### Given data
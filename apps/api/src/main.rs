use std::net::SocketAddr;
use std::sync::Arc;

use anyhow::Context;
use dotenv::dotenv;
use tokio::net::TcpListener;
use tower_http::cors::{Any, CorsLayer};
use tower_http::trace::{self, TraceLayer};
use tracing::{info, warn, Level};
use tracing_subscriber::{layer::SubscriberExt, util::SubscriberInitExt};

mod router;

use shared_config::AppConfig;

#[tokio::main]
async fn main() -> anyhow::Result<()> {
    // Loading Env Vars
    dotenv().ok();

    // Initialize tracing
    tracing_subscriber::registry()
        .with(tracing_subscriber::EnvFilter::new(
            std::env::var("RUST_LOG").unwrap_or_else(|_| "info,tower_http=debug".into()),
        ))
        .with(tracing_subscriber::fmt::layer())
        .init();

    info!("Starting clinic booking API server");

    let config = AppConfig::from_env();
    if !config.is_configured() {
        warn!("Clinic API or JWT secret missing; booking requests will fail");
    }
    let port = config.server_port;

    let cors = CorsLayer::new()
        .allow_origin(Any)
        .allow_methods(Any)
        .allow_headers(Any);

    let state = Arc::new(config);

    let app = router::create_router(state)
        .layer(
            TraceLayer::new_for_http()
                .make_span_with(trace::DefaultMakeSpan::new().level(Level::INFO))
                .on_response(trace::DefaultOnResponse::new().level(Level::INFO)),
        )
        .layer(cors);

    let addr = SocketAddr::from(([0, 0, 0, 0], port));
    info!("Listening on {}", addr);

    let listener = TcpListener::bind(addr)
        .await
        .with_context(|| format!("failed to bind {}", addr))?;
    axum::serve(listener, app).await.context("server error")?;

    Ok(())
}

### Prompt
Whenever a line of the listing above holds the word "SocketAddr", copy that line.

### Final answer
use std::net::SocketAddr;
    let addr = SocketAddr::from(([0, 0, 0, 0], port));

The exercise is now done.